What is expected - What lines in the records below contain the string "AgentPhase"? Copy every one.

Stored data
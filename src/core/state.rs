//! 状态定义：UiState 投影
//!
//! UI 只持有轻量的 UiState（阶段、历史、锁、错误、统计）；Agent 的完整状态由编排器持有并投影到 UiState。

use std::collections::BTreeMap;

use serde::Serialize;

use crate::agent::AgentStatistics;
use crate::memory::Message;

/// UI 看到的「投影」状态，轻量且易于渲染
#[derive(Clone, Debug, Default, Serialize)]
pub struct UiState {
    pub phase: AgentPhase,
    pub history: Vec<Message>,
    pub active_tool: Option<String>,
    pub step: usize,
    pub input_locked: bool,
    pub error_message: Option<String>,
    /// 一次性提示（上传成功、导出路径等）
    pub notice: Option<String>,
    pub stats: AgentStatistics,
    /// 最近一次查询的工具调用次数
    pub last_tool_counts: BTreeMap<String, usize>,
}

/// Agent 阶段（UI 投影用）
#[derive(Clone, Debug, Default, PartialEq, Eq, Serialize)]
pub enum AgentPhase {
    #[default]
    Idle,
    Guarding,
    Thinking,
    ToolExecuting,
    Error,
}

Written solution -
    pub phase: AgentPhase,
pub enum AgentPhase {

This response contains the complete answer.